EXERCISE DESCRIPTION:
Across the data, every line with the word "reached" counts once; state the total alone.

LISTED ENTRIES:

____________

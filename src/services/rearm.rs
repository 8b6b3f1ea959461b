use std::{sync::Arc, time::Duration};

use chrono::Utc;
use tracing::{info, warn};
use uuid::Uuid;

use crate::{
    clients::store::RecordStore,
    models::{
        error::DispatchError,
        record::{NotificationRecord, RecordUpdate},
        status::NotificationStatus,
    },
    utils::with_store_timeout,
};

/// Returns failed records to `pending` for another attempt.
///
/// Re-arming only flips state; redispatch happens when the record is next
/// observed as pending. `retry_count` survives re-arming so the ceiling
/// holds over the record's whole lifetime.
pub struct RetryController {
    store: Arc<dyn RecordStore>,
    max_attempts: u32,
    store_timeout: Duration,
}

impl RetryController {
    pub fn new(store: Arc<dyn RecordStore>, max_attempts: u32, store_timeout: Duration) -> Self {
        Self {
            store,
            max_attempts,
            store_timeout,
        }
    }

    pub fn max_attempts(&self) -> u32 {
        self.max_attempts
    }

    pub async fn rearm(&self, record_id: Uuid) -> Result<NotificationRecord, DispatchError> {
        let record = with_store_timeout(self.store_timeout, self.store.get(record_id))
            .await?
            .ok_or_else(|| DispatchError::NotFound(format!("notification {}", record_id)))?;

        if !record.status.can_transition_to(NotificationStatus::Pending) {
            return Err(DispatchError::InvalidState(format!(
                "notification {} is {}, only failed notifications can be retried",
                record_id, record.status
            )));
        }

        if record.retry_count >= self.max_attempts {
            warn!(
                record_id = %record_id,
                retry_count = record.retry_count,
                max_attempts = self.max_attempts,
                "Retry limit reached, refusing to re-arm"
            );
            return Err(DispatchError::InvalidState(format!(
                "notification {} reached the retry limit of {} attempts",
                record_id, self.max_attempts
            )));
        }

        let now = Utc::now();
        let applied = with_store_timeout(
            self.store_timeout,
            self.store.update(
                record_id,
                RecordUpdate::rearm(now).expecting(NotificationStatus::Failed),
            ),
        )
        .await?;

        if !applied {
            return Err(DispatchError::InvalidState(format!(
                "notification {} changed while being re-armed",
                record_id
            )));
        }

        info!(
            record_id = %record_id,
            retry_count = record.retry_count,
            "Notification re-armed for retry"
        );

        let mut rearmed = record;
        RecordUpdate::rearm(now).apply_to(&mut rearmed);
        Ok(rearmed)
    }

    /// Puts a just re-armed record back to `failed` when it could not be
    /// handed to the trigger path, so it can be retried again later.
    pub async fn restore_failed(&self, record_id: Uuid, reason: &str) -> Result<bool, DispatchError> {
        let update = RecordUpdate {
            status: Some(NotificationStatus::Failed),
            last_error: Some(Some(reason.to_string())),
            ..Default::default()
        }
        .expecting(NotificationStatus::Pending);

        let restored =
            with_store_timeout(self.store_timeout, self.store.update(record_id, update)).await?;

        Ok(restored)
    }
}
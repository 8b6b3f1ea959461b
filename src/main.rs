use std::sync::Arc;

use anyhow::{Error, Result, anyhow};
use notification_dispatcher::{
    api::{AppState, run_api_server},
    clients::{
        circuit_breaker::CircuitBreaker,
        database::{self, PgRecipientDirectory, PgRecordStore},
        fcm::FcmClient,
        health::HealthChecker,
        rbmq::RabbitMqClient,
        redis,
        store::RecordStore,
    },
    config::Config,
    services::{
        direct::DirectSender, dispatcher::Dispatcher, rearm::RetryController,
        sweeper::RetentionSweeper,
    },
    utils::retry_with_backoff,
    worker::run_worker,
};
use tracing::info;
use tracing_subscriber::EnvFilter;

#[tokio::main]
async fn main() -> Result<(), Error> {
    let config = Config::load()?;

    tracing_subscriber::fmt()
        .json()
        .with_env_filter(EnvFilter::try_from_default_env().unwrap_or_else(|_| "info".into()))
        .init();

    rustls::crypto::ring::default_provider()
        .install_default()
        .map_err(|_| anyhow!("Failed to install rustls crypto provider"))?;

    let pg_client = retry_with_backoff(&config.retry_config(), || {
        database::connect(&config.database_url)
    })
    .await?;

    let pg_store = PgRecordStore::new(pg_client.clone());
    pg_store.ensure_schema().await?;
    let store: Arc<dyn RecordStore> = Arc::new(pg_store);

    let redis_connection = redis::connect(&config).await?;
    let circuit_breaker = CircuitBreaker::new(
        "fcm".to_string(),
        redis_connection,
        config.circuit_breaker_config(),
    );

    let gateway = FcmClient::new(&config)?.with_circuit_breaker(circuit_breaker.clone());
    let dispatcher = Arc::new(Dispatcher::new(
        store.clone(),
        Arc::new(gateway),
        config.dispatch_settings(),
    ));

    let rabbitmq = Arc::new(RabbitMqClient::connect(&config).await?);

    let state = Arc::new(AppState {
        retry_controller: RetryController::new(
            store.clone(),
            config.max_retry_attempts,
            config.store_timeout(),
        ),
        direct_sender: DirectSender::new(
            Arc::new(PgRecipientDirectory::new(pg_client)),
            dispatcher.clone(),
            config.store_timeout(),
        ),
        publisher: rabbitmq.clone(),
        health_checker: HealthChecker::new(store.clone(), config.store_timeout())
            .with_broker(rabbitmq.clone())
            .with_circuit_breaker(circuit_breaker),
        api_token: config.api_token.clone(),
    });

    let sweeper = RetentionSweeper::new(store, config.sweep_batch_size, config.store_timeout());

    info!(
        post_success_action = ?config.post_success_action,
        retention_days = config.retention_days,
        "Notification dispatcher starting"
    );

    tokio::select! {
        result = run_worker(rabbitmq, dispatcher, config.worker_concurrency) => result,
        result = run_api_server(state, config.server_port) => result,
        _ = sweeper.run(config.retention_window(), config.sweep_interval()) => {
            Err(anyhow!("Retention sweeper stopped"))
        }
    }
}
use std::{sync::Arc, time::Duration};

use chrono::{DateTime, Utc};
use tokio::time::{MissedTickBehavior, interval};
use tracing::{debug, error, info};

use crate::{
    clients::store::RecordStore,
    models::{error::StoreError, record::RecordFilter, status::NotificationStatus},
    utils::with_store_timeout,
};

/// Deletes terminal records older than the retention window. Pending records
/// are never touched, however old. The delete re-applies the query filters,
/// so a record re-armed between query and delete survives.
pub struct RetentionSweeper {
    store: Arc<dyn RecordStore>,
    batch_size: usize,
    store_timeout: Duration,
}

impl RetentionSweeper {
    pub fn new(store: Arc<dyn RecordStore>, batch_size: usize, store_timeout: Duration) -> Self {
        Self {
            store,
            batch_size: batch_size.max(1),
            store_timeout,
        }
    }

    pub async fn sweep(
        &self,
        retention_window: chrono::Duration,
        now: DateTime<Utc>,
    ) -> Result<u64, StoreError> {
        let cutoff = now - retention_window;
        let filters = [
            RecordFilter::StatusIn(NotificationStatus::TERMINAL.to_vec()),
            RecordFilter::CreatedBefore(cutoff),
        ];

        let mut deleted = 0;

        loop {
            let batch =
                with_store_timeout(self.store_timeout, self.store.query(&filters, self.batch_size))
                    .await?;

            let ids: Vec<_> = batch
                .iter()
                .filter(|record| record.status.is_terminal())
                .map(|record| record.id)
                .collect();

            if ids.is_empty() {
                break;
            }

            let removed =
                with_store_timeout(self.store_timeout, self.store.delete_many(&ids, &filters))
                    .await?;
            deleted += removed;

            debug!(batch = ids.len(), removed, "Retention batch deleted");

            if batch.len() < self.batch_size || removed == 0 {
                break;
            }
        }

        info!(deleted, cutoff = %cutoff, "Retention sweep completed");

        Ok(deleted)
    }

    /// Sweeps on a fixed cadence. A failed run is logged and left for the
    /// next tick.
    pub async fn run(&self, retention_window: chrono::Duration, every: Duration) {
        let mut ticker = interval(every);
        ticker.set_missed_tick_behavior(MissedTickBehavior::Delay);

        info!(interval_seconds = every.as_secs(), "Retention sweeper started");

        loop {
            ticker.tick().await;

            if let Err(e) = self.sweep(retention_window, Utc::now()).await {
                error!(error = %e, "Retention sweep failed");
            }
        }
    }
}
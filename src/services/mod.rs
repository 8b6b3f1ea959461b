pub mod dedup;
pub mod direct;
pub mod dispatcher;
pub mod rearm;
pub mod sweeper;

____________

SOLUTION FOR THIS TASK:
2